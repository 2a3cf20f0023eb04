//! Venue selection and share-link DTOs.

use serde::{Deserialize, Serialize};
use utoipa::ToSchema;

use crate::domain::{Venue, VenueId};

/// Request body for `PUT /dashboard/venues/selection`.
#[derive(Debug, Deserialize, ToSchema)]
pub struct SelectVenueRequest {
    /// Venue to make active.
    pub venue_id: VenueId,
}

/// Response body for `PUT /dashboard/venues/selection`.
#[derive(Debug, Serialize, ToSchema)]
pub struct SelectionResponse {
    /// Stored selection after the write.
    pub selected_venue_id: VenueId,
    /// The selected venue.
    pub venue: Venue,
}

/// Response body for `POST /dashboard/staff/{staff_id}/share-link`.
#[derive(Debug, Serialize, ToSchema)]
pub struct ShareLinkResponse {
    /// Staff member the link is bound to.
    pub staff_id: String,
    /// Absolute link to hand out.
    pub url: String,
}
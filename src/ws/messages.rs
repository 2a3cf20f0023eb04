//! WebSocket message types: envelope, commands, and events.

use chrono::{DateTime, Utc};
use serde::{Deserialize, Serialize};

/// Top-level WebSocket message envelope.
#[derive(Debug, Clone, Serialize, Deserialize)]
pub struct WsMessage {
    /// Client-provided ID for requests; server-generated for events.
    pub id: String,
    /// Message type discriminator.
    #[serde(rename = "type")]
    pub msg_type: WsMessageType,
    /// ISO-8601 timestamp.
    pub timestamp: DateTime<Utc>,
    /// Variant-specific payload.
    pub payload: serde_json::Value,
}

impl WsMessage {
    /// Server-originated message with a fresh id.
    #[must_use]
    pub fn server(msg_type: WsMessageType, payload: serde_json::Value) -> Self {
        Self::reply(uuid::Uuid::new_v4().to_string(), msg_type, payload)
    }

    /// Message answering the request `id`.
    #[must_use]
    pub fn reply(id: String, msg_type: WsMessageType, payload: serde_json::Value) -> Self {
        Self {
            id,
            msg_type,
            timestamp: Utc::now(),
            payload,
        }
    }

    /// Error message with a numeric code.
    #[must_use]
    pub fn error(id: String, code: u16, message: &str) -> Self {
        Self::reply(
            id,
            WsMessageType::Error,
            serde_json::json!({ "code": code, "message": message }),
        )
    }

    /// Serializes the envelope. Serialization of these payloads cannot fail
    /// in practice; an empty string is returned if it does.
    #[must_use]
    pub fn to_json(&self) -> String {
        serde_json::to_string(self).unwrap_or_default()
    }
}

/// Discriminator for WebSocket message types.
#[derive(Debug, Clone, Serialize, Deserialize, PartialEq, Eq)]
#[serde(rename_all = "snake_case")]
pub enum WsMessageType {
    /// Client → Server command.
    Command,
    /// Server → Client response to a command.
    Response,
    /// Server → Client selection event.
    Event,
    /// Server → Client error.
    Error,
}

/// Commands a dashboard client can send, read from the envelope payload.
#[derive(Debug, Clone, PartialEq, Eq, Deserialize)]
#[serde(tag = "command", rename_all = "snake_case")]
pub enum WsCommand {
    /// Liveness check; answered with the reconciled selection.
    Ping,
    /// Reads the profile's selection, reconciled against the tenant's venues.
    GetSelection,
    /// Resumes selection-event delivery.
    Subscribe,
    /// Pauses selection-event delivery.
    Unsubscribe,
}
//! Console configuration loaded from environment variables.
//!
//! Follows 12-factor style: all settings come from environment variables
//! (or a `.env` file via `dotenvy`).

use std::net::SocketAddr;
use std::path::PathBuf;
use std::time::Duration;

use reqwest::Url;

/// Output format of the tracing subscriber.
#[derive(Debug, Clone, Copy, PartialEq, Eq)]
pub enum LogFormat {
    /// Human-readable lines.
    Text,
    /// One JSON object per event.
    Json,
}

/// Errors raised while loading configuration.
#[derive(Debug, thiserror::Error)]
pub enum ConfigError {
    /// `LISTEN_ADDR` is not a socket address.
    #[error("LISTEN_ADDR is invalid: {0}")]
    ListenAddr(#[from] std::net::AddrParseError),

    /// `BACKEND_URL` is not an absolute URL.
    #[error("BACKEND_URL is invalid: {0}")]
    BackendUrl(String),
}

/// Top-level console configuration.
///
/// Loaded once at startup via [`ConsoleConfig::from_env`].
#[derive(Debug, Clone)]
pub struct ConsoleConfig {
    /// Socket address to bind the HTTP server to (e.g. `0.0.0.0:3000`).
    pub listen_addr: SocketAddr,

    /// Base URL of the scheduling API.
    pub backend_url: Url,

    /// Per-request timeout for scheduling API calls.
    pub backend_timeout: Duration,

    /// Directory holding per-profile selection records.
    pub storage_dir: PathBuf,

    /// Lifetime of an operator session.
    pub session_ttl: chrono::Duration,

    /// Name of the session cookie.
    pub session_cookie: String,

    /// Name of the client-profile cookie.
    pub profile_cookie: String,

    /// Whether cookies carry the `Secure` attribute.
    pub cookie_secure: bool,

    /// Public origin used to build share links.
    pub public_base_url: String,

    /// Capacity of the selection EventBus broadcast channel.
    pub event_bus_capacity: usize,

    /// Maximum number of client profiles kept in memory.
    pub profile_cache_capacity: usize,

    /// Idle time after which a cached profile is evicted.
    pub profile_idle_ttl: chrono::Duration,

    /// Log output format.
    pub log_format: LogFormat,
}

impl ConsoleConfig {
    /// Loads configuration from environment variables.
    ///
    /// Falls back to sensible defaults when a variable is not set.
    /// Calls `dotenvy::dotenv().ok()` to optionally load a `.env` file.
    ///
    /// # Errors
    ///
    /// Returns a [`ConfigError`] if `LISTEN_ADDR` or `BACKEND_URL` is set but
    /// cannot be parsed.
    pub fn from_env() -> Result<Self, ConfigError> {
        dotenvy::dotenv().ok();

        let listen_addr: SocketAddr = std::env::var("LISTEN_ADDR")
            .unwrap_or_else(|_| "0.0.0.0:3000".to_string())
            .parse()?;

        let backend_url = parse_backend_url(
            &std::env::var("BACKEND_URL").unwrap_or_else(|_| "http://localhost:8080".to_string()),
        )?;
        let backend_timeout = Duration::from_secs(parse_env("BACKEND_TIMEOUT_SECS", 15));

        let storage_dir = std::env::var("STORAGE_DIR")
            .map_or_else(|_| PathBuf::from("./data/profiles"), PathBuf::from);

        let session_ttl = chrono::Duration::seconds(parse_env("SESSION_TTL_SECS", 43_200));
        let session_cookie =
            std::env::var("SESSION_COOKIE").unwrap_or_else(|_| "rota_session".to_string());
        let profile_cookie =
            std::env::var("PROFILE_COOKIE").unwrap_or_else(|_| "rota_profile".to_string());
        let cookie_secure = parse_env_bool("COOKIE_SECURE", false);

        let public_base_url = std::env::var("PUBLIC_BASE_URL")
            .unwrap_or_else(|_| "http://localhost:3000".to_string());

        let event_bus_capacity = parse_env("EVENT_BUS_CAPACITY", 1_024);
        let profile_cache_capacity = parse_env("PROFILE_CACHE_CAPACITY", 10_000);
        let profile_idle_ttl = chrono::Duration::seconds(parse_env("PROFILE_IDLE_SECS", 3_600));

        let log_format = match std::env::var("LOG_FORMAT").ok().as_deref() {
            Some("json") | Some("JSON") => LogFormat::Json,
            _ => LogFormat::Text,
        };

        Ok(Self {
            listen_addr,
            backend_url,
            backend_timeout,
            storage_dir,
            session_ttl,
            session_cookie,
            profile_cookie,
            cookie_secure,
            public_base_url,
            event_bus_capacity,
            profile_cache_capacity,
            profile_idle_ttl,
            log_format,
        })
    }
}

/// Parses the scheduling API base URL. Only `http` and `https` are allowed.
fn parse_backend_url(raw: &str) -> Result<Url, ConfigError> {
    let url = Url::parse(raw).map_err(|e| ConfigError::BackendUrl(e.to_string()))?;
    if !matches!(url.scheme(), "http" | "https") {
        return Err(ConfigError::BackendUrl(format!(
            "unsupported scheme {}",
            url.scheme()
        )));
    }
    Ok(url)
}

/// Parses an environment variable as `T`, returning `default` on missing
/// or invalid values.
fn parse_env<T: std::str::FromStr>(key: &str, default: T) -> T {
    std::env::var(key)
        .ok()
        .and_then(|v| v.parse().ok())
        .unwrap_or(default)
}

/// Parses an environment variable as a boolean. Accepts `"true"`, `"1"`,
/// `"false"`, `"0"` (case-insensitive). Returns `default` otherwise.
fn parse_env_bool(key: &str, default: bool) -> bool {
    match std::env::var(key).ok().as_deref() {
        Some("true") | Some("TRUE") | Some("1") => true,
        Some("false") | Some("FALSE") | Some("0") => false,
        _ => default,
    }
}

------------------------------------------------------------------------

HOW TO COMPLETE THIS TASK = Reproduce word for word the material above, starting with the line that has "while loading configuration." and stopping after the line that has "an absolute URL.".

TASK ANSWER =
/// Errors raised while loading configuration.
#[derive(Debug, thiserror::Error)]
pub enum ConfigError {
    /// `LISTEN_ADDR` is not a socket address.
    #[error("LISTEN_ADDR is invalid: {0}")]
    ListenAddr(#[from] std::net::AddrParseError),

    /// `BACKEND_URL` is not an absolute URL.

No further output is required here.